- [What the exercise asks]:
Your output should consist of every record, copied exactly.
** Data supplied follows **
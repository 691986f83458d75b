use std::fmt::{Display, Formatter};

use activities_core::RegistryError;
use axum::http::StatusCode;
use axum::response::{IntoResponse, Response};
use thiserror::Error;
use tracing::{debug, error, warn};

pub type ServerResult<T> = Result<T, ServerError>;

#[derive(Debug, Error)]
pub enum ServerError {
    #[error("{0}")]
    ApiError(#[from] ApiError),

    #[error("{0}")]
    Registry(#[from] RegistryError),

    #[error("IO error: {0}")]
    Io(#[from] std::io::Error),
}

/// Client facing failure: a status plus the `detail` text sent back.
#[derive(Debug, Error, PartialEq, Eq)]
#[non_exhaustive]
pub enum ApiError {
    NotFound(String),
    BadRequest(String),
    UnprocessableEntity(String),
    InternalServerError(String),
}

impl ApiError {
    pub fn not_found(detail: impl Into<String>) -> Self {
        Self::NotFound(detail.into())
    }

    pub fn bad_request(detail: impl Into<String>) -> Self {
        Self::BadRequest(detail.into())
    }

    pub fn unprocessable(detail: impl Into<String>) -> Self {
        Self::UnprocessableEntity(detail.into())
    }

    pub fn internal(detail: impl Into<String>) -> Self {
        Self::InternalServerError(detail.into())
    }

    pub fn status(&self) -> StatusCode {
        match self {
            ApiError::NotFound(_) => StatusCode::NOT_FOUND,
            ApiError::BadRequest(_) => StatusCode::BAD_REQUEST,
            ApiError::UnprocessableEntity(_) => StatusCode::UNPROCESSABLE_ENTITY,
            ApiError::InternalServerError(_) => StatusCode::INTERNAL_SERVER_ERROR,
        }
    }

    pub fn detail(&self) -> &str {
        match self {
            ApiError::NotFound(detail)
            | ApiError::BadRequest(detail)
            | ApiError::UnprocessableEntity(detail)
            | ApiError::InternalServerError(detail) => detail,
        }
    }
}

impl Display for ApiError {
    fn fmt(&self, f: &mut Formatter<'_>) -> std::fmt::Result {
        match self {
            ApiError::NotFound(detail) => write!(f, "Status=404, NotFound: {}", detail),
            ApiError::BadRequest(detail) => write!(f, "Status=400, BadRequest: {}", detail),
            ApiError::UnprocessableEntity(detail) => {
                write!(f, "Status=422, UnprocessableEntity: {}", detail)
            }
            ApiError::InternalServerError(detail) => {
                write!(f, "Status=500, InternalServerError: {}", detail)
            }
        }
    }
}

impl From<&RegistryError> for ApiError {
    fn from(err: &RegistryError) -> Self {
        match err {
            RegistryError::ActivityNotFound(_) => ApiError::not_found("Activity not found"),
            RegistryError::AlreadySignedUp { .. } => {
                ApiError::bad_request("Student is already signed up")
            }
            RegistryError::NotSignedUp { .. } => {
                ApiError::not_found("Student is not signed up for this activity")
            }
        }
    }
}

impl IntoResponse for ServerError {
    fn into_response(self) -> Response {
        #[derive(serde::Serialize)]
        struct ErrorResponse {
            detail: String,
        }

        let api_error = match self {
            ServerError::ApiError(e) => e,
            ServerError::Registry(e) => {
                debug!(kind = %e.kind(), "{}", e);
                ApiError::from(&e)
            }
            ServerError::Io(e) => {
                error!(%e, "Unexpected IO error while handling request");
                ApiError::internal("Unexpected Error")
            }
        };

        if api_error.status().is_client_error() {
            warn!("{}", api_error);
        }

        let status = api_error.status();
        let detail = api_error.detail().to_string();

        (status, axum::Json(ErrorResponse { detail })).into_response()
    }
}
** End of Data supplied **
- [Written reply]:
repository 691986f83458d75b
use std::fmt::{Display, Formatter};

use activities_core::RegistryError;
use axum::http::StatusCode;
use axum::response::{IntoResponse, Response};
use thiserror::Error;
use tracing::{debug, error, warn};

pub type ServerResult<T> = Result<T, ServerError>;

#[derive(Debug, Error)]
pub enum ServerError {
    #[error("{0}")]
    ApiError(#[from] ApiError),

    #[error("{0}")]
    Registry(#[from] RegistryError),

    #[error("IO error: {0}")]
    Io(#[from] std::io::Error),
}

/// Client facing failure: a status plus the `detail` text sent back.
#[derive(Debug, Error, PartialEq, Eq)]
#[non_exhaustive]
pub enum ApiError {
    NotFound(String),
    BadRequest(String),
    UnprocessableEntity(String),
    InternalServerError(String),
}

impl ApiError {
    pub fn not_found(detail: impl Into<String>) -> Self {
        Self::NotFound(detail.into())
    }

    pub fn bad_request(detail: impl Into<String>) -> Self {
        Self::BadRequest(detail.into())
    }

    pub fn unprocessable(detail: impl Into<String>) -> Self {
        Self::UnprocessableEntity(detail.into())
    }

    pub fn internal(detail: impl Into<String>) -> Self {
        Self::InternalServerError(detail.into())
    }

    pub fn status(&self) -> StatusCode {
        match self {
            ApiError::NotFound(_) => StatusCode::NOT_FOUND,
            ApiError::BadRequest(_) => StatusCode::BAD_REQUEST,
            ApiError::UnprocessableEntity(_) => StatusCode::UNPROCESSABLE_ENTITY,
            ApiError::InternalServerError(_) => StatusCode::INTERNAL_SERVER_ERROR,
        }
    }

    pub fn detail(&self) -> &str {
        match self {
            ApiError::NotFound(detail)
            | ApiError::BadRequest(detail)
            | ApiError::UnprocessableEntity(detail)
            | ApiError::InternalServerError(detail) => detail,
        }
    }
}

impl Display for ApiError {
    fn fmt(&self, f: &mut Formatter<'_>) -> std::fmt::Result {
        match self {
            ApiError::NotFound(detail) => write!(f, "Status=404, NotFound: {}", detail),
            ApiError::BadRequest(detail) => write!(f, "Status=400, BadRequest: {}", detail),
            ApiError::UnprocessableEntity(detail) => {
                write!(f, "Status=422, UnprocessableEntity: {}", detail)
            }
            ApiError::InternalServerError(detail) => {
                write!(f, "Status=500, InternalServerError: {}", detail)
            }
        }
    }
}

impl From<&RegistryError> for ApiError {
    fn from(err: &RegistryError) -> Self {
        match err {
            RegistryError::ActivityNotFound(_) => ApiError::not_found("Activity not found"),
            RegistryError::AlreadySignedUp { .. } => {
                ApiError::bad_request("Student is already signed up")
            }
            RegistryError::NotSignedUp { .. } => {
                ApiError::not_found("Student is not signed up for this activity")
            }
        }
    }
}

impl IntoResponse for ServerError {
    fn into_response(self) -> Response {
        #[derive(serde::Serialize)]
        struct ErrorResponse {
            detail: String,
        }

        let api_error = match self {
            ServerError::ApiError(e) => e,
            ServerError::Registry(e) => {
                debug!(kind = %e.kind(), "{}", e);
                ApiError::from(&e)
            }
            ServerError::Io(e) => {
                error!(%e, "Unexpected IO error while handling request");
                ApiError::internal("Unexpected Error")
            }
        };

        if api_error.status().is_client_error() {
            warn!("{}", api_error);
        }

        let status = api_error.status();
        let detail = api_error.detail().to_string();

        (status, axum::Json(ErrorResponse { detail })).into_response()
    }
}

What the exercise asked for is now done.